* What needs to be done
Search the records for lines with the word "profiles" and copy each match.

Dataset entries
━━━━━━━━━━

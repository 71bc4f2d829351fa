//! Persistent knowledge store backed by redb.
//!
//! The store is a single redb file written once by [`DurableStore::create`]
//! and then opened read-mostly with [`DurableStore::open`]. Opening a missing
//! file fails immediately. Records are bincode-encoded and re-validated on
//! every read, so a malformed persisted position surfaces as
//! [`StoreError::Malformed`] instead of a wrong signed distance.

use std::collections::{BTreeMap, HashSet};
use std::path::{Path, PathBuf};

use redb::{Database, ReadableTable, ReadableTableMetadata, TableDefinition};
use serde::{Deserialize, Serialize};
use serde::de::DeserializeOwned;

use crate::entity::{Entity, EntityProfile, PropertyValue};
use crate::epa::{EpaValues, Ternary};
use crate::error::StoreError;
use crate::position::{Dimension, DimensionPosition, RawPosition, same_label};

use super::dataset::{AnchorRecord, KnowledgeBase};
use super::{
    AnchorId, AnchorLink, AnchorMember, Direction, KnowledgeStore, RelatedEntity, SearchFilter,
    StoreResult, inverse_name, rank_by_importance, relation_matches,
};

/// Entity id → encoded [`StoredProfile`].
const ENTITIES: TableDefinition<&str, &[u8]> = TableDefinition::new("entities");
/// Title → entity id.
const TITLES: TableDefinition<&str, &str> = TableDefinition::new("titles");
/// Lower-cased label → encoded list of entity ids.
const LABELS: TableDefinition<&str, &[u8]> = TableDefinition::new("labels");
/// Source id → encoded outgoing edges.
const OUTGOING: TableDefinition<&str, &[u8]> = TableDefinition::new("links_out");
/// Target id → encoded incoming edges.
const INCOMING: TableDefinition<&str, &[u8]> = TableDefinition::new("links_in");
/// Anchor id → encoded [`AnchorRecord`].
const ANCHORS: TableDefinition<u64, &[u8]> = TableDefinition::new("anchors");
/// Entity id → encoded `(anchor id, weight)` list.
const ENTITY_ANCHORS: TableDefinition<&str, &[u8]> = TableDefinition::new("entity_anchors");
/// Anchor id → encoded `(entity id, weight)` list.
const ANCHOR_MEMBERS: TableDefinition<u64, &[u8]> = TableDefinition::new("anchor_members");
/// Dimension name → zero-state label.
const ZERO_STATES: TableDefinition<&str, &str> = TableDefinition::new("zero_states");
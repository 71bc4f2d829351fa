//! Serializable knowledge-base dataset.
//!
//! A [`KnowledgeBase`] mirrors the persisted schema (entities with their
//! positions, EPA and properties; entity links; anchors and memberships;
//! dimension zero states). It is the input to both store backends and can be
//! loaded from JSON.

use std::collections::{BTreeMap, HashSet};
use std::path::Path;

use serde::{Deserialize, Serialize};

use crate::entity::EntityProfile;
use crate::error::StoreError;
use crate::position::Dimension;

use super::{AnchorId, StoreResult};

/// Directed, weighted relation between two entities.
#[derive(Debug, Clone, PartialEq, Serialize, Deserialize)]
pub struct LinkRecord {
    pub source_id: String,
    pub target_id: String,
    pub relation: String,
    #[serde(default = "unit_weight")]
    pub weight: f64,
}

/// A dictionary-encoded semantic anchor.
#[derive(Debug, Clone, PartialEq, Serialize, Deserialize)]
pub struct AnchorRecord {
    pub id: AnchorId,
    pub label: String,
    #[serde(default)]
    pub category: Option<String>,
}

/// Membership of an entity in an anchor.
#[derive(Debug, Clone, PartialEq, Serialize, Deserialize)]
pub struct EntityAnchorRecord {
    pub entity_id: String,
    pub anchor_id: AnchorId,
    #[serde(default = "unit_weight")]
    pub weight: f64,
}

fn unit_weight() -> f64 {
    1.0
}

/// Complete dataset for a knowledge store.
#[derive(Debug, Clone, Default, Serialize, Deserialize)]
pub struct KnowledgeBase {
    #[serde(default)]
    pub entities: Vec<EntityProfile>,
    #[serde(default)]
    pub links: Vec<LinkRecord>,
    #[serde(default)]
    pub anchors: Vec<AnchorRecord>,
    #[serde(default)]
    pub entity_anchors: Vec<EntityAnchorRecord>,
    #[serde(default)]
    pub zero_states: BTreeMap<Dimension, String>,
}

impl KnowledgeBase {
    pub fn new() -> Self {
        Self::default()
    }

    /// Parse a dataset from JSON.
    pub fn from_json_str(json: &str) -> StoreResult<Self> {
        serde_json::from_str(json).map_err(|e| StoreError::Serialization {
            message: format!("invalid knowledge base JSON: {e}"),
        })
    }

    /// Load a dataset from a JSON file.
    pub fn load_json(path: &Path) -> StoreResult<Self> {
        if !path.exists() {
            return Err(StoreError::Missing {
                path: path.display().to_string(),
            });
        }
        let content = std::fs::read_to_string(path).map_err(|e| StoreError::Io { source: e })?;
        Self::from_json_str(&content)
    }

    /// Add an entity profile.
    pub fn add_entity(&mut self, profile: EntityProfile) -> &mut Self {
        self.entities.push(profile);
        self
    }

    /// Add a directed relation `source --relation--> target`.
    pub fn link(
        &mut self,
        source_id: impl Into<String>,
        relation: impl Into<String>,
        target_id: impl Into<String>,
        weight: f64,
    ) -> &mut Self {
        self.links.push(LinkRecord {
            source_id: source_id.into(),
            target_id: target_id.into(),
            relation: relation.into(),
            weight,
        });
        self
    }

    /// Declare an anchor.
    pub fn anchor(&mut self, id: AnchorId, label: impl Into<String>, category: Option<&str>) -> &mut Self {
        self.anchors.push(AnchorRecord {
            id,
            label: label.into(),
            category: category.map(str::to_string),
        });
        self
    }

    /// Attach an entity to an anchor.
    pub fn attach(&mut self, entity_id: impl Into<String>, anchor_id: AnchorId, weight: f64) -> &mut Self {
        self.entity_anchors.push(EntityAnchorRecord {
            entity_id: entity_id.into(),
            anchor_id,
            weight,
        });
        self
    }

    /// Set the zero state of a dimension.
    pub fn zero_state(&mut self, dimension: Dimension, label: impl Into<String>) -> &mut Self {
        self.zero_states.insert(dimension, label.into());
        self
    }

    /// Check referential integrity: unique entity and anchor ids, positions
    /// keyed by their own dimension, and every link or membership pointing at
    /// declared records.
    pub fn validate(&self) -> StoreResult<()> {
        let mut ids = HashSet::new();
        for profile in &self.entities {
            if !ids.insert(profile.entity.id.as_str()) {
                return Err(StoreError::Import {
                    message: format!("duplicate entity id {}", profile.entity.id),
                });
            }
            if let Some((key, position)) = profile
                .positions
                .iter()
                .find(|(key, position)| **key != position.dimension())
            {
                return Err(StoreError::Malformed {
                    entity_id: profile.entity.id.to_string(),
                    reason: format!("{} position stored under the {key} key", position.dimension()),
                });
            }
        }

        for link in &self.links {
            for end in [&link.source_id, &link.target_id] {
                if !ids.contains(end.as_str()) {
                    return Err(StoreError::Import {
                        message: format!(
                            "link {} -[{}]-> {} references unknown entity {end}",
                            link.source_id, link.relation, link.target_id
                        ),
                    });
                }
            }
        }

        let mut anchor_ids = HashSet::new();
        for anchor in &self.anchors {
            if !anchor_ids.insert(anchor.id) {
                return Err(StoreError::Import {
                    message: format!("duplicate anchor id {}", anchor.id),
                });
            }
        }

        for membership in &self.entity_anchors {
            if !ids.contains(membership.entity_id.as_str()) {
                return Err(StoreError::Import {
                    message: format!("anchor membership references unknown entity {}", membership.entity_id),
                });
            }
            if !anchor_ids.contains(&membership.anchor_id) {
                return Err(StoreError::Import {
                    message: format!("anchor membership references unknown anchor {}", membership.anchor_id),
                });
            }
        }
        Ok(())
    }
}
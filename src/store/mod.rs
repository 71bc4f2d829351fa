//! Knowledge store contract and its two backends.
//!
//! The core never talks to storage directly: it consumes the narrow
//! [`KnowledgeStore`] lookup contract. Two implementations ship with the crate:
//!
//! - [`MemStore`]: an in-memory index over a [`KnowledgeBase`] dataset
//! - [`DurableStore`]: a redb file opened once and reused for point lookups
//!
//! Both validate persisted invariants when records are loaded, so callers
//! never see a malformed [`DimensionPosition`](crate::position::DimensionPosition).

pub mod dataset;
pub mod durable;
pub mod mem;

use std::collections::BTreeMap;

use serde::{Deserialize, Serialize};

use crate::entity::EntityProfile;
use crate::error::StoreError;
use crate::position::Dimension;

pub use dataset::KnowledgeBase;
pub use durable::DurableStore;
pub use mem::MemStore;

/// Result type for store operations.
pub type StoreResult<T> = std::result::Result<T, StoreError>;

/// Dictionary-encoded anchor identifier.
pub type AnchorId = u64;

/// Marker prepended to relation names on incoming edges.
pub const INVERSE_PREFIX: &str = "inverse_";

/// Which edges of an entity to follow.
#[derive(Debug, Clone, Copy, PartialEq, Eq, Hash, Serialize, Deserialize)]
#[serde(rename_all = "lowercase")]
pub enum Direction {
    Outgoing,
    Incoming,
    Both,
}

impl Direction {
    fn includes_outgoing(self) -> bool {
        matches!(self, Self::Outgoing | Self::Both)
    }

    fn includes_incoming(self) -> bool {
        matches!(self, Self::Incoming | Self::Both)
    }
}

/// One neighbour returned by [`KnowledgeStore::get_related`].
#[derive(Debug, Clone, PartialEq)]
pub struct RelatedEntity {
    /// The entity at the other end of the edge.
    pub profile: EntityProfile,
    /// Relation name; incoming edges carry the [`INVERSE_PREFIX`].
    pub relation: String,
    pub weight: f64,
    /// `true` when the edge points at the queried entity.
    pub inverse: bool,
}

impl RelatedEntity {
    /// Relation name with any inverse marker removed.
    pub fn base_relation(&self) -> &str {
        self.relation
            .strip_prefix(INVERSE_PREFIX)
            .unwrap_or(&self.relation)
    }
}

/// An anchor attached to an entity.
#[derive(Debug, Clone, PartialEq, Serialize, Deserialize)]
pub struct AnchorLink {
    pub anchor_id: AnchorId,
    pub label: String,
    /// Anchor category such as `GEOGRAPHY` or `KNOWN_FOR`.
    pub category: Option<String>,
    pub weight: f64,
}

impl AnchorLink {
    /// Whether the anchor's category equals `category` (case-insensitive).
    pub fn in_category(&self, category: &str) -> bool {
        self.category
            .as_deref()
            .is_some_and(|c| c.eq_ignore_ascii_case(category))
    }
}

/// An entity sharing an anchor, with its membership weight.
#[derive(Debug, Clone, PartialEq, Serialize, Deserialize)]
pub struct AnchorMember {
    pub entity_id: String,
    pub weight: f64,
}

/// Optional restrictions for label search.
#[derive(Debug, Clone, Copy, Default, PartialEq, Eq)]
pub struct SearchFilter {
    /// Only entities with `vital_level <= max_vital_level`.
    pub max_vital_level: Option<u8>,
}

impl SearchFilter {
    fn admits(&self, profile: &EntityProfile) -> bool {
        match self.max_vital_level {
            None => true,
            Some(max) => profile.entity.vital_level.is_some_and(|v| v <= max),
        }
    }
}

/// Lookup contract the grounding core consumes.
///
/// Every call is a synchronous point lookup. Implementations are reused
/// sequentially across calls; they are not required to be `Sync`.
pub trait KnowledgeStore {
    /// Entity by id.
    fn get(&self, id: &str) -> StoreResult<Option<EntityProfile>>;

    /// Entity by canonical title.
    fn get_by_title(&self, title: &str) -> StoreResult<Option<EntityProfile>>;

    /// Case-insensitive substring search on labels, most important first.
    fn search_filtered(
        &self,
        label: &str,
        limit: usize,
        filter: SearchFilter,
    ) -> StoreResult<Vec<EntityProfile>>;

    /// Case-insensitive exact label match, most important first.
    fn search_exact(&self, label: &str, limit: usize) -> StoreResult<Vec<EntityProfile>>;

    /// Neighbours along direct relations.
    fn get_related(
        &self,
        id: &str,
        relation: Option<&str>,
        direction: Direction,
        limit: usize,
    ) -> StoreResult<Vec<RelatedEntity>>;

    /// Anchors attached to an entity, strongest first.
    fn get_entity_anchors(&self, id: &str) -> StoreResult<Vec<AnchorLink>>;

    /// Entities sharing an anchor, strongest first.
    fn get_entities_with_anchor(&self, anchor: AnchorId, limit: usize) -> StoreResult<Vec<AnchorMember>>;

    /// Root label of a dimension.
    fn get_zero_state(&self, dimension: Dimension) -> StoreResult<Option<String>>;

    /// Root labels of every dimension that has one.
    fn get_all_zero_states(&self) -> StoreResult<BTreeMap<Dimension, String>>;

    /// Number of entities, optionally restricted to `vital_level <= max`.
    fn count(&self, max_vital_level: Option<u8>) -> StoreResult<usize>;

    /// Substring search without filters.
    fn search(&self, label: &str, limit: usize) -> StoreResult<Vec<EntityProfile>> {
        self.search_filtered(label, limit, SearchFilter::default())
    }
}

impl<S: KnowledgeStore + ?Sized> KnowledgeStore for &S {
    fn get(&self, id: &str) -> StoreResult<Option<EntityProfile>> {
        (**self).get(id)
    }

    fn get_by_title(&self, title: &str) -> StoreResult<Option<EntityProfile>> {
        (**self).get_by_title(title)
    }

    fn search_filtered(
        &self,
        label: &str,
        limit: usize,
        filter: SearchFilter,
    ) -> StoreResult<Vec<EntityProfile>> {
        (**self).search_filtered(label, limit, filter)
    }

    fn search_exact(&self, label: &str, limit: usize) -> StoreResult<Vec<EntityProfile>> {
        (**self).search_exact(label, limit)
    }

    fn get_related(
        &self,
        id: &str,
        relation: Option<&str>,
        direction: Direction,
        limit: usize,
    ) -> StoreResult<Vec<RelatedEntity>> {
        (**self).get_related(id, relation, direction, limit)
    }

    fn get_entity_anchors(&self, id: &str) -> StoreResult<Vec<AnchorLink>> {
        (**self).get_entity_anchors(id)
    }

    fn get_entities_with_anchor(&self, anchor: AnchorId, limit: usize) -> StoreResult<Vec<AnchorMember>> {
        (**self).get_entities_with_anchor(anchor, limit)
    }

    fn get_zero_state(&self, dimension: Dimension) -> StoreResult<Option<String>> {
        (**self).get_zero_state(dimension)
    }

    fn get_all_zero_states(&self) -> StoreResult<BTreeMap<Dimension, String>> {
        (**self).get_all_zero_states()
    }

    fn count(&self, max_vital_level: Option<u8>) -> StoreResult<usize> {
        (**self).count(max_vital_level)
    }
}

/// Order profiles by descending pagerank (ties by id for stable output) and truncate.
pub(crate) fn rank_by_importance(mut profiles: Vec<EntityProfile>, limit: usize) -> Vec<EntityProfile> {
    profiles.sort_by(|a, b| {
        b.entity
            .importance()
            .total_cmp(&a.entity.importance())
            .then_with(|| a.entity.id.cmp(&b.entity.id))
    });
    profiles.truncate(limit);
    profiles
}

/// Whether an edge's relation passes an optional exact relation filter.
pub(crate) fn relation_matches(filter: Option<&str>, relation: &str) -> bool {
    filter.is_none_or(|f| f == relation)
}

/// Tag an incoming relation name with the inverse marker.
pub(crate) fn inverse_name(relation: &str) -> String {
    format!("{INVERSE_PREFIX}{relation}")
}

#[cfg(test)]
mod tests {
    use super::*;
    use crate::entity::{Entity, EntityProfile};

    #[test]
    fn ranking_prefers_pagerank_and_treats_missing_as_zero() {
        let a = EntityProfile::new(Entity::new("Q1", "Paris").with_pagerank(0.2));
        let b = EntityProfile::new(Entity::new("Q2", "Paris Hilton").with_pagerank(0.5));
        let c = EntityProfile::new(Entity::new("Q3", "Paris, Texas"));
        let ranked = rank_by_importance(vec![a, c, b], 2);
        let ids: Vec<_> = ranked.iter().map(|p| p.id().as_str()).collect();
        assert_eq!(ids, vec!["Q2", "Q1"]);
    }

    #[test]
    fn base_relation_strips_inverse_marker() {
        let rel = RelatedEntity {
            profile: EntityProfile::new(Entity::new("Q1", "Bell")),
            relation: inverse_name("invented"),
            weight: 1.0,
            inverse: true,
        };
        assert_eq!(rel.relation, "inverse_invented");
        assert_eq!(rel.base_relation(), "invented");
    }

    #[test]
    fn vital_level_filter() {
        let filter = SearchFilter { max_vital_level: Some(2) };
        assert!(filter.admits(&EntityProfile::new(Entity::new("Q1", "A").with_vital_level(1))));
        assert!(!filter.admits(&EntityProfile::new(Entity::new("Q2", "B").with_vital_level(3))));
        assert!(!filter.admits(&EntityProfile::new(Entity::new("Q3", "C"))));
    }
}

━━━━━━━━━━

* Expected answer
/// Order profiles by descending pagerank (ties by id for stable output) and truncate.
pub(crate) fn rank_by_importance(mut profiles: Vec<EntityProfile>, limit: usize) -> Vec<EntityProfile> {
    profiles.sort_by(|a, b| {
    profiles.truncate(limit);
    profiles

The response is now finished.